Start with your textbook

Faculty members carefully their textbooks, which are often structured to be guides to a discipline. See what your textbook can offer you as a starting point for your research beyond the course readings.

Examine your textbook carefully.

  • Browse the table of contents for chapters that might cover your topic.
  • Look up your topic in the index at the back of the book.
  • The textbook will provide within-text bibliographic citations to research experiments, and those citations are fleshed out in the bibliography at the back of the book.

Tracking down citations

Once you have citations to track down, search for the titles on the Penn Libraries homepage, and select the appropriate item from the resulting screen. Article citations should appear in the Articles+ column of results; book citations should appear in the Catalog column.

Reference works: encyclopedias & handbooks

Use dictionaries, encyclopedias, and handbooks to learn quickly about the state of research on your topic. A good encyclopedia article should describe major themes, current research fronts, and controversial areas; it should also provide a brief bibliography of classic, important, or definitive works on your topic.

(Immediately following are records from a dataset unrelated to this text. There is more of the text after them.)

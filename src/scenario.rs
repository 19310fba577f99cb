//! One run of the stress scenario.
//!
//! A run enumerates the fixtures, sums their sizes, frames them into one
//! multipart body, streams it at the harness server and collects what the
//! form reported. The order matches what the wire demands: the size is known
//! before the request head goes out, and the head goes out before any body
//! byte.

use std::{
    net::{Ipv4Addr, SocketAddr},
    path::PathBuf,
    time::Duration,
};

use crate::{
    body::BodyAssembler,
    boundary::Boundary,
    client::{Driver, Exchange, DEFAULT_TIMEOUT},
    error::HarnessError,
    fixtures,
    form::{FormConfig, HashAlgorithm},
    outcome::{AssertionFailure, EventHarness, ExpectedOutcome, ObservedOutcome},
    server::{HarnessServer, ServerConfig},
    size::{self, DEFAULT_STAT_CONCURRENCY},
};

/// Default wait for the form's final event after the exchange finished.
pub const DEFAULT_SETTLE_GRACE: Duration = Duration::from_secs(5);

/// What makes the request end prematurely.
#[derive(Debug, Clone, Copy, PartialEq, Eq)]
pub enum AbortTrigger {
    /// Send the whole body.
    None,
    /// Close the connection after this many complete parts while the
    /// declared length still promises the rest.
    TruncateAfter(usize),
}

/// Configuration of one run.
#[derive(Debug, Clone)]
pub struct Scenario {
    fixtures_root: PathBuf,
    bind: SocketAddr,
    server: ServerConfig,
    stat_concurrency: usize,
    abort_trigger: AbortTrigger,
    expected: ExpectedOutcome,
    boundary: Option<Boundary>,
    client_timeout: Duration,
    settle_grace: Duration,
}

impl Scenario {
    /// Upload every file below `fixtures_root`, storing uploads in
    /// `upload_dir`.
    ///
    /// The form hashes uploads with SHA-1, keeps multiple files per field and
    /// keeps extensions. The server binds an ephemeral loopback port.
    pub fn new(fixtures_root: impl Into<PathBuf>, upload_dir: impl Into<PathBuf>) -> Self {
        let form = FormConfig::new(upload_dir)
            .with_hash(Some(HashAlgorithm::Sha1))
            .with_multiples(true)
            .with_keep_extensions(true);

        Self {
            fixtures_root: fixtures_root.into(),
            bind: SocketAddr::from((Ipv4Addr::LOCALHOST, 0)),
            server: ServerConfig::new(form),
            stat_concurrency: DEFAULT_STAT_CONCURRENCY,
            abort_trigger: AbortTrigger::None,
            expected: ExpectedOutcome {
                files_parsed: 0,
                aborted: false,
            },
            boundary: None,
            client_timeout: DEFAULT_TIMEOUT,
            settle_grace: DEFAULT_SETTLE_GRACE,
        }
    }

    /// Bind the harness server to `addr`.
    #[must_use]
    pub fn with_bind(mut self, addr: SocketAddr) -> Self {
        self.bind = addr;
        self
    }

    /// Replace the server settings.
    #[must_use]
    pub fn with_server(mut self, server: ServerConfig) -> Self {
        self.server = server;
        self
    }

    /// Keep at most `limit` stat calls in flight.
    #[must_use]
    pub fn with_stat_concurrency(mut self, limit: usize) -> Self {
        self.stat_concurrency = limit;
        self
    }

    /// Choose how the request ends prematurely, if at all.
    #[must_use]
    pub fn with_abort_trigger(mut self, trigger: AbortTrigger) -> Self {
        self.abort_trigger = trigger;
        self
    }

    /// The oracle checked by [`RunReport::verify`].
    #[must_use]
    pub fn with_expected(mut self, expected: ExpectedOutcome) -> Self {
        self.expected = expected;
        self
    }

    /// Use a fixed boundary instead of a random one.
    #[must_use]
    pub fn with_boundary(mut self, boundary: Boundary) -> Self {
        self.boundary = Some(boundary);
        self
    }

    /// Limit the whole client exchange.
    #[must_use]
    pub fn with_client_timeout(mut self, timeout: Duration) -> Self {
        self.client_timeout = timeout;
        self
    }

    /// Wait this long for the form's final event.
    #[must_use]
    pub fn with_settle_grace(mut self, grace: Duration) -> Self {
        self.settle_grace = grace;
        self
    }

    /// Server settings.
    #[must_use]
    pub fn server(&self) -> &ServerConfig {
        &self.server
    }

    /// The configured oracle.
    #[must_use]
    pub fn expected(&self) -> ExpectedOutcome {
        self.expected
    }

    /// Start a harness server, run against it, and stop it.
    ///
    /// # Errors
    ///
    /// See [`HarnessError`]. An oracle mismatch is not an error here; check
    /// it with [`RunReport::verify`].
    pub async fn run(&self) -> Result<RunReport, HarnessError> {
        let (server, mut harness) = HarnessServer::bind(self.bind, self.server.clone())
            .await
            .map_err(HarnessError::Bind)?;

        let report = self.run_against(server.local_addr(), &mut harness).await;
        server.shutdown().await;

        report
    }

    /// Run against an already running server whose events arrive at
    /// `harness`.
    ///
    /// Fixture enumeration and sizing complete before a connection is
    /// opened; if either fails, the server never sees a request.
    ///
    /// # Errors
    ///
    /// See [`HarnessError`].
    pub async fn run_against(
        &self,
        addr: SocketAddr,
        harness: &mut EventHarness,
    ) -> Result<RunReport, HarnessError> {
        let fixtures = fixtures::enumerate(&self.fixtures_root)?;
        let payload = size::total_size(&fixtures, self.stat_concurrency).await?;

        let boundary = self.boundary.clone().unwrap_or_else(Boundary::random);
        let assembler = BodyAssembler::new(boundary, fixtures);
        let content_length = assembler.content_length(payload);
        let body = match self.abort_trigger {
            AbortTrigger::None => assembler.stream(),
            AbortTrigger::TruncateAfter(frames) => assembler.truncated_stream(frames),
        };

        tracing::info!(
            files = assembler.fixtures().len(),
            payload,
            content_length,
            trigger = ?self.abort_trigger,
            "starting upload"
        );

        let exchange = Driver::new(addr)
            .with_timeout(self.client_timeout)
            .upload(assembler.boundary(), content_length, body)
            .await?;

        let observed = harness.settle(self.settle_grace).await;

        tracing::info!(
            files_parsed = observed.files_parsed,
            aborted = observed.got_aborted,
            ended = observed.ended,
            errors = observed.errors.len(),
            "run finished"
        );

        Ok(RunReport {
            fixtures: assembler.fixtures().len(),
            payload_bytes: payload,
            content_length,
            exchange,
            observed,
        })
    }
}

/// Everything a run produced.
#[derive(Debug)]
pub struct RunReport {
    /// Number of fixtures found.
    pub fixtures: usize,
    /// Sum of fixture sizes.
    pub payload_bytes: u64,
    /// Declared `Content-Length`.
    pub content_length: u64,
    /// Client side of the exchange.
    pub exchange: Exchange,
    /// Server side of the exchange.
    pub observed: ObservedOutcome,
}

impl RunReport {
    /// Check the observed outcome against `expected`.
    ///
    /// # Errors
    ///
    /// The first mismatch.
    pub fn verify(&self, expected: &ExpectedOutcome) -> Result<(), AssertionFailure> {
        expected.check(&self.observed)
    }
}
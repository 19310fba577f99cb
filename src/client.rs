//! The upload driver.
//!
//! One [`Driver::upload`] call is one HTTP/1.1 exchange on a fresh
//! connection: the request head announcing the exact body length, the
//! streamed body, a write-side shutdown, and the full response read to EOF.

use std::{io, net::SocketAddr, time::Duration};

use bytes::{Bytes, BytesMut};
use futures::StreamExt;
use http::{header, HeaderMap, Method, Request, StatusCode};
use tokio::{
    io::{AsyncReadExt, AsyncWriteExt},
    net::TcpStream,
};

use crate::{
    body::{BodyError, BodyStream},
    boundary::Boundary,
    head::{self, ParseHeadersError, MAX_HEADERS},
};

/// Default limit for one whole exchange.
#[allow(clippy::duration_suboptimal_units)]
pub const DEFAULT_TIMEOUT: Duration = Duration::from_secs(60);

/// Errors emitted by [`Driver::upload`].
#[derive(Debug, thiserror::Error)]
pub enum DriverError {
    /// The connection could not be established.
    #[error("failed to connect to {addr}: {source}")]
    Connect {
        /// Target address.
        addr: SocketAddr,
        /// Underlying failure.
        #[source]
        source: io::Error,
    },

    /// The request head could not be built.
    #[error("invalid request head: {0}")]
    Request(#[from] http::Error),

    /// Writing the request failed, e.g. the peer reset the connection.
    #[error("failed to write request: {0}")]
    Write(#[source] io::Error),

    /// Reading the response failed.
    #[error("failed to read response: {0}")]
    Read(#[source] io::Error),

    /// A fixture could not be read while streaming the body.
    #[error(transparent)]
    Body(#[from] BodyError),

    /// The response head could not be parsed.
    #[error("malformed response: {0}")]
    MalformedResponse(#[from] ParseHeadersError),

    /// The response carried an invalid status code.
    #[error("invalid response status")]
    InvalidStatus,

    /// The whole exchange took longer than the configured timeout.
    #[error("exchange timed out after {0:?}")]
    TimedOut(Duration),
}

/// A parsed HTTP response.
#[derive(Debug, Clone)]
pub struct Response {
    /// Status code.
    pub status: StatusCode,
    /// Response headers.
    pub headers: HeaderMap,
    /// Everything after the head.
    pub body: Bytes,
}

/// What happened on the wire during one upload.
#[derive(Debug)]
pub struct Exchange {
    /// Body bytes written to the socket, excluding the head.
    pub bytes_written: u64,
    /// Parts fully written.
    pub frames_completed: usize,
    /// The response, or `None` if the peer closed without sending one.
    pub response: Option<Response>,
}

/// Sends one multipart upload to a server.
#[derive(Debug, Clone)]
pub struct Driver {
    addr: SocketAddr,
    timeout: Duration,
}

impl Driver {
    /// A driver targeting `addr`.
    #[must_use]
    pub fn new(addr: SocketAddr) -> Self {
        Self {
            addr,
            timeout: DEFAULT_TIMEOUT,
        }
    }

    /// Limit the whole exchange to `timeout`.
    #[must_use]
    pub fn with_timeout(mut self, timeout: Duration) -> Self {
        self.timeout = timeout;
        self
    }

    /// Upload `body`, declaring `content_length` bytes.
    ///
    /// Each body chunk is fully written before the next one is pulled from
    /// the stream.
    ///
    /// # Errors
    ///
    /// Any transport failure, fixture read failure, malformed response or
    /// timeout. Nothing is retried.
    pub async fn upload(
        &self,
        boundary: &Boundary,
        content_length: u64,
        body: BodyStream,
    ) -> Result<Exchange, DriverError> {
        tokio::time::timeout(self.timeout, self.exchange(boundary, content_length, body))
            .await
            .map_err(|_| DriverError::TimedOut(self.timeout))?
    }

    async fn exchange(
        &self,
        boundary: &Boundary,
        content_length: u64,
        mut body: BodyStream,
    ) -> Result<Exchange, DriverError> {
        let mut stream = TcpStream::connect(self.addr)
            .await
            .map_err(|source| DriverError::Connect {
                addr: self.addr,
                source,
            })?;

        let request = request_head(self.addr, boundary, content_length)?;
        stream
            .write_all(&encode_head(&request))
            .await
            .map_err(DriverError::Write)?;

        tracing::info!(addr = %self.addr, content_length, "streaming multipart body");

        let mut bytes_written = 0u64;
        while let Some(chunk) = body.next().await {
            let chunk = chunk?;
            stream.write_all(&chunk).await.map_err(DriverError::Write)?;
            bytes_written += chunk.len() as u64;
        }
        stream.shutdown().await.map_err(DriverError::Write)?;

        if body.is_truncated() {
            tracing::info!(
                bytes_written,
                content_length,
                frames = body.frames_completed(),
                "body truncated on purpose"
            );
        } else if bytes_written != content_length {
            tracing::warn!(
                bytes_written,
                content_length,
                "fixtures changed size while streaming"
            );
        }

        let mut raw = Vec::new();
        stream
            .read_to_end(&mut raw)
            .await
            .map_err(DriverError::Read)?;

        let response = if raw.is_empty() {
            tracing::info!("peer closed without a response");
            None
        } else {
            Some(parse_response(&raw)?)
        };

        Ok(Exchange {
            bytes_written,
            frames_completed: body.frames_completed(),
            response,
        })
    }
}

fn request_head(
    addr: SocketAddr,
    boundary: &Boundary,
    content_length: u64,
) -> Result<Request<()>, http::Error> {
    Request::builder()
        .method(Method::POST)
        .uri("/")
        .header(header::HOST, addr.to_string())
        .header(header::CONTENT_TYPE, boundary.content_type())
        .header(header::CONTENT_LENGTH, content_length)
        .header(header::CONNECTION, "close")
        .body(())
}

fn encode_head(request: &Request<()>) -> Bytes {
    let mut buf = BytesMut::with_capacity(256);

    buf.extend_from_slice(format!("{} {} HTTP/1.1\r\n", request.method(), request.uri()).as_bytes());
    for (name, value) in request.headers() {
        buf.extend_from_slice(name.as_str().as_bytes());
        buf.extend_from_slice(b": ");
        buf.extend_from_slice(value.as_bytes());
        buf.extend_from_slice(b"\r\n");
    }
    buf.extend_from_slice(b"\r\n");

    buf.freeze()
}

fn parse_response(raw: &[u8]) -> Result<Response, DriverError> {
    let mut hdrs = [httparse::EMPTY_HEADER; MAX_HEADERS];
    let mut res = httparse::Response::new(&mut hdrs);

    let len = match res.parse(raw).map_err(ParseHeadersError::from)? {
        httparse::Status::Complete(len) => len,
        httparse::Status::Partial => return Err(ParseHeadersError::Incomplete.into()),
    };

    let status = res
        .code
        .and_then(|code| StatusCode::from_u16(code).ok())
        .ok_or(DriverError::InvalidStatus)?;
    let headers = head::header_map(res.headers)?;

    Ok(Response {
        status,
        headers,
        body: Bytes::copy_from_slice(&raw[len..]),
    })
}
//! Multipart boundary tokens.

use http::{header, HeaderMap};
use mime::Mime;
use rand::Rng;

/// Boundary extraction error.
#[derive(Debug, thiserror::Error)]
pub enum InvalidBoundary {
    /// `Content-Type` header missing.
    #[error("missing content-type")]
    NoContentType,

    /// `Content-Type` could not be parsed.
    #[error("failed to parse the content-type header")]
    ParseContentType,

    /// Not a `multipart/form-data` body.
    #[error("not a multipart/form-data body")]
    NotFormData,

    /// No boundary specified.
    #[error("no boundary specified")]
    NoBoundary,
}

impl From<mime::FromStrError> for InvalidBoundary {
    fn from(_: mime::FromStrError) -> Self {
        Self::ParseContentType
    }
}

/// A multipart boundary.
///
/// One boundary is generated per run and threaded through everything that
/// frames or parses the body.
#[derive(Debug, Clone, PartialEq, Eq)]
pub struct Boundary(String);

impl AsRef<str> for Boundary {
    fn as_ref(&self) -> &str {
        &self.0
    }
}

impl std::fmt::Display for Boundary {
    fn fmt(&self, f: &mut std::fmt::Formatter<'_>) -> std::fmt::Result {
        f.write_str(&self.0)
    }
}

impl Boundary {
    /// Construct a new [`Boundary`].
    pub fn new(data: impl Into<String>) -> Self {
        Self(data.into())
    }

    /// Generate a random, purely numeric boundary of 16 to 19 digits.
    #[must_use]
    pub fn random() -> Self {
        let token: u64 = rand::thread_rng().gen_range(10u64.pow(15)..10u64.pow(19));
        Self(token.to_string())
    }

    /// Convert a header into a [`Boundary`].
    ///
    /// # Errors
    ///
    /// - invalid mime type
    /// - mime is not `multipart/form-data`
    /// - mime has no boundary parameter
    pub fn try_from_header(h: &str) -> Result<Self, InvalidBoundary> {
        Self::try_from(&h.parse::<Mime>()?)
    }

    /// The `multipart/form-data` content type announcing this boundary.
    #[must_use]
    pub fn content_type(&self) -> String {
        format!("{}; boundary={}", mime::MULTIPART_FORM_DATA, self.0)
    }

    /// Get the length of the boundary in bytes.
    #[must_use]
    #[allow(clippy::len_without_is_empty)]
    pub fn len(&self) -> usize {
        self.0.len()
    }

    /// Get the boundary as bytes.
    #[must_use]
    pub fn as_bytes(&self) -> &[u8] {
        self.0.as_bytes()
    }
}

impl TryFrom<&Mime> for Boundary {
    type Error = InvalidBoundary;

    fn try_from(value: &Mime) -> Result<Self, Self::Error> {
        if value.type_() != mime::MULTIPART || value.subtype() != mime::FORM_DATA {
            return Err(InvalidBoundary::NotFormData);
        }

        value
            .get_param(mime::BOUNDARY)
            .ok_or(InvalidBoundary::NoBoundary)
            .map(|n| Self::new(n.to_string()))
    }
}

impl TryFrom<&HeaderMap> for Boundary {
    type Error = InvalidBoundary;

    fn try_from(value: &HeaderMap) -> Result<Self, Self::Error> {
        let ct = value
            .get(header::CONTENT_TYPE)
            .ok_or(InvalidBoundary::NoContentType)?
            .to_str()
            .map_err(|_| InvalidBoundary::ParseContentType)?;

        Boundary::try_from_header(ct)
    }
}

#[cfg(test)]
mod tests {
    use http::{header, HeaderMap, HeaderValue};

    use super::{Boundary, InvalidBoundary};

    #[test]
    fn random_boundary_is_numeric() {
        let boundary = Boundary::random();
        assert!(boundary.len() >= 16);
        assert!(boundary.as_ref().bytes().all(|b| b.is_ascii_digit()));
    }

    #[test]
    fn content_type_round_trips_through_headers() {
        let boundary = Boundary::new("123456");
        let mut headers = HeaderMap::new();
        headers.insert(
            header::CONTENT_TYPE,
            HeaderValue::from_str(&boundary.content_type()).unwrap(),
        );

        assert_eq!(Boundary::try_from(&headers).unwrap(), boundary);
    }

    #[test]
    fn rejects_missing_boundary() {
        assert!(matches!(
            Boundary::try_from_header("multipart/form-data"),
            Err(InvalidBoundary::NoBoundary)
        ));
    }

    #[test]
    fn rejects_other_content_types() {
        assert!(matches!(
            Boundary::try_from_header("text/plain; boundary=xoxo"),
            Err(InvalidBoundary::NotFormData)
        ));
        assert!(matches!(
            Boundary::try_from(&HeaderMap::new()),
            Err(InvalidBoundary::NoContentType)
        ));
    }
}
//! Fatal harness errors.

use std::io;

use crate::{
    body::BodyError, client::DriverError, fixtures::EnumerationError, size::StatError,
};

/// Errors that end a run before its outcome can be checked.
#[derive(Debug, thiserror::Error)]
pub enum HarnessError {
    /// The harness server could not be started.
    #[error("failed to start harness server: {0}")]
    Bind(#[source] io::Error),

    /// The fixture root could not be walked.
    #[error(transparent)]
    Enumeration(#[from] EnumerationError),

    /// A fixture could not be stat'd.
    #[error(transparent)]
    Stat(#[from] StatError),

    /// A fixture became unreadable while streaming.
    #[error(transparent)]
    StreamRead(#[from] BodyError),

    /// The connection failed.
    #[error("connection error: {0}")]
    Connection(#[source] DriverError),
}

impl From<DriverError> for HarnessError {
    fn from(err: DriverError) -> Self {
        match err {
            DriverError::Body(err) => Self::StreamRead(err),
            other => Self::Connection(other),
        }
    }
}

Handbooks generally offer chapters on specific aspects of a topic: together, the handbook's chapters should provide a broad overview of the state of research; individually, chapters may be narrowly focused.

Tips on searching reference works

Where to start?

  1. Dictionaries - if you've got a specific term.
  2. Corsini, AccessMedicine, DSM-5. Choose the one most suitable for your topic, but expect to look at another one, just in case. Expect brief articles with one or two paragraphs, with citations to the classic experiment or a recent literature review.

  3. Handbooks. Read for a broader context. Expect long articles, with a historical perspective and lots of citations to important research.


How to search?

Start by searching with the terms you know:

  • "H.M."
  • Prosopagnosia
  • Schachter AND Singer
  • Lange AND emotion*
    • (* truncates: "emotions", "emotional")
  • "classical conditioning" AND phobia*
    • Then try: conditioning AND phobia*
  •  

Try to search "within the work".

Take a moment to look at the search interface and e-book platform.
Look for a link, "Search in this book" or "Search within work".

 

Ignore search results sorted by "Relevance" ranking or "Sort by 'Best Match'".

You're searching for a phrase or a couple words. How effective can relevance ranking be for that kind of search? Do your search, look at all likely results. Use your browser's "Find" tool.


Chasing citations

  • Look for PennText links.
  • Look for DOI's or URLs in citations.Consider installing the UPenn Proxy bookmark in your web browser, if you have access problems off-campus or outside AirPennNet.
  • Use the PennText Article Finder.